Here are tips you can follow at college or university to help maintain your vision.
TAKE CONTACTS OUT BEFORE SWIMMING OR SHOWERING
Acanthamoeba and other parasites and infectious bacteria often live in water, and you might be surprised by how many of these microorganisms can survive, even in a heavily chlorinated university swimming pool. You can avoid getting a nasty infection and significant damage to your vision (acanthamoeba infestations can lead to blindness) by taking contact lenses out when you go to bed at night, and whenever you shower or go for a swim.
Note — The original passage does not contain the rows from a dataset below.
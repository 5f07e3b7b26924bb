// SPDX-FileCopyrightText: 2026 Bruno Meilick
// SPDX-License-Identifier: LicenseRef-Nereid-FreeUse-NoCopy-NoDerivatives
//
// All rights reserved.
//
// This file is part of Sequin and is proprietary software.
// Unauthorized copying, modification, or distribution is prohibited.

//! Sequin CLI entrypoint.
//!
//! Reads one diagram from a file (or stdin), reports diagnostics on stderr and writes the
//! canonical text, the JSON model or nothing to stdout.

use std::error::Error;
use std::io::Read;
use std::path::{Path, PathBuf};

use clap::{Parser, Subcommand};
use serde::Deserialize;
use tracing::{debug, info};
use tracing_subscriber::EnvFilter;

use sequin::format::mermaid::{Diagnostic, ExportOptions, ParseOptions, ParsedSequence, Severity};
use sequin::ops::{apply_ops, SeqOp};

#[derive(Debug, Parser)]
#[command(author, version, about, long_about = None)]
struct Cli {
    #[command(subcommand)]
    command: Command,

    /// JSON file with `parse` and `export` option sections
    #[arg(short, long, global = true)]
    config: Option<PathBuf>,

    /// Fail on the first warning or error diagnostic
    #[arg(long, global = true)]
    strict: bool,

    /// Deepest allowed block nesting
    #[arg(long, global = true)]
    max_depth: Option<usize>,

    /// Spaces per nesting level in the output
    #[arg(long, global = true)]
    indent: Option<usize>,
}

#[derive(Debug, Subcommand)]
enum Command {
    /// Print the canonical form of a diagram
    Fmt {
        /// Input file; stdin when omitted
        input: Option<PathBuf>,
    },
    /// Print the parsed model as JSON
    Json {
        input: Option<PathBuf>,
    },
    /// Only report diagnostics; exits non-zero when any has error severity
    Check {
        input: Option<PathBuf>,
    },
    /// Apply a JSON list of edit operations and print the result
    Apply {
        /// JSON file holding an array of operations
        #[arg(long)]
        ops: PathBuf,
        input: Option<PathBuf>,
    },
}

#[derive(Debug, Default, Deserialize)]
#[serde(default, deny_unknown_fields)]
struct Config {
    parse: ParseOptions,
    export: ExportOptions,
}

impl Config {
    fn load(path: Option<&Path>) -> Result<Self, Box<dyn Error>> {
        let Some(path) = path else {
            return Ok(Self::default());
        };
        let raw = std::fs::read_to_string(path)?;
        let config = serde_json::from_str(&raw)?;
        debug!(path = %path.display(), "loaded config");
        Ok(config)
    }

    fn with_overrides(mut self, cli: &Cli) -> Self {
        if cli.strict {
            self.parse.strict = true;
        }
        if let Some(max_depth) = cli.max_depth {
            self.parse.max_depth = Some(max_depth);
        }
        if let Some(indent) = cli.indent {
            self.export.indent = indent;
        }
        self
    }
}

fn read_input(path: Option<&Path>) -> Result<String, Box<dyn Error>> {
    match path {
        Some(path) => Ok(std::fs::read_to_string(path)?),
        None => {
            let mut input = String::new();
            std::io::stdin().read_to_string(&mut input)?;
            Ok(input)
        }
    }
}

fn report(source: &str, diagnostics: &[Diagnostic]) {
    for diagnostic in diagnostics {
        let severity = diagnostic.severity().as_str();
        eprintln!(
            "{source}:{}: {severity}: {}",
            diagnostic.line_no, diagnostic.kind
        );
    }
}

fn parse_input(
    path: Option<&Path>,
    options: &ParseOptions,
) -> Result<ParsedSequence, Box<dyn Error>> {
    let source = path.map_or_else(|| "<stdin>".to_owned(), |path| path.display().to_string());
    let input = read_input(path)?;
    let parsed = sequin::parse_with_options(&input, options)?;
    report(&source, &parsed.diagnostics);
    Ok(parsed)
}

fn main() {
    let filter = EnvFilter::try_from_default_env().unwrap_or_else(|_| EnvFilter::new("warn"));
    tracing_subscriber::fmt()
        .with_env_filter(filter)
        .with_writer(std::io::stderr)
        .init();

    let result = (|| -> Result<i32, Box<dyn Error>> {
        let cli = Cli::parse();
        let config = Config::load(cli.config.as_deref())?.with_overrides(&cli);
        info!(command = ?cli.command, "starting");

        match &cli.command {
            Command::Fmt { input } => {
                let parsed = parse_input(input.as_deref(), &config.parse)?;
                print!("{}", sequin::serialize_with_options(&parsed.ast, &config.export));
            }
            Command::Json { input } => {
                let parsed = parse_input(input.as_deref(), &config.parse)?;
                println!("{}", serde_json::to_string_pretty(&parsed.ast)?);
            }
            Command::Check { input } => {
                let parsed = parse_input(input.as_deref(), &config.parse)?;
                if parsed.diagnostics.iter().any(|d| d.severity() == Severity::Error) {
                    return Ok(1);
                }
            }
            Command::Apply { ops, input } => {
                let ops: Vec<SeqOp> = serde_json::from_str(&std::fs::read_to_string(ops)?)?;
                let parsed = parse_input(input.as_deref(), &config.parse)?;
                let result = apply_ops(&parsed.ast, &ops)?;
                debug!(applied = result.applied, "applied operations");
                print!("{}", sequin::serialize_with_options(&result.ast, &config.export));
            }
        }
        Ok(0)
    })();

    match result {
        Ok(code) => std::process::exit(code),
        Err(err) => {
            eprintln!("error: {err}");
            std::process::exit(2);
        }
    }
}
WASH YOUR HANDS AND AVOID TOUCHING YOUR EYES
Pink eye (conjunctivitis) is incredibly contagious, and can spread across a university campus in no time. Fortunately, you can avoid catching or spreading this itchy, burning eye infection by washing your hands frequently and resisting the urge to rub your eyes when you’re feeling tired in class or studying late at night.
On a similar note, avoid sharing makeup with friends. Using the same mascara wand can spread conjunctivitis, herpes keratitis, and a number of other infections. Being selfish with your makeup could help you keep your vision and avoid spreading diseases.
GET SOME SUNSHINE
While studying is incredibly important, more and more people all over the world are experiencing vision problems due to eye strain from staring at computers for too long. While we’re not telling you to shirk your homework or studying responsibilities, we are definitely recommending that you get outside and enjoy daylight. Nearly 50 percent of university students are myopic (nearsighted), and studies have shown that the average student’s vision gets noticeably worse each year.
Fortunately, studies have also shown that spending time outside in natural light settings can actually help protect vision from getting worse due to too much near-focus work.
TAKE A BREAK
Even if you can’t get outside while the sun is shining, you can protect your vision by taking a break once or twice an hour. Take just a few minutes to stare off into space, or close your eyes and massage your temples. Then, focus on objects far across the room or out the window. Giving your eyes a break like this can greatly diminish the effects of eye fatigue and help prevent vision loss or impairment.
Pay attention to your vision as you go through your day. If you feel like you can’t focus on things that are far away from you, or you think you’ve had any change in your vision since you’ve been in school, make an appointment with your ophthalmologist as soon as possible for a full exam.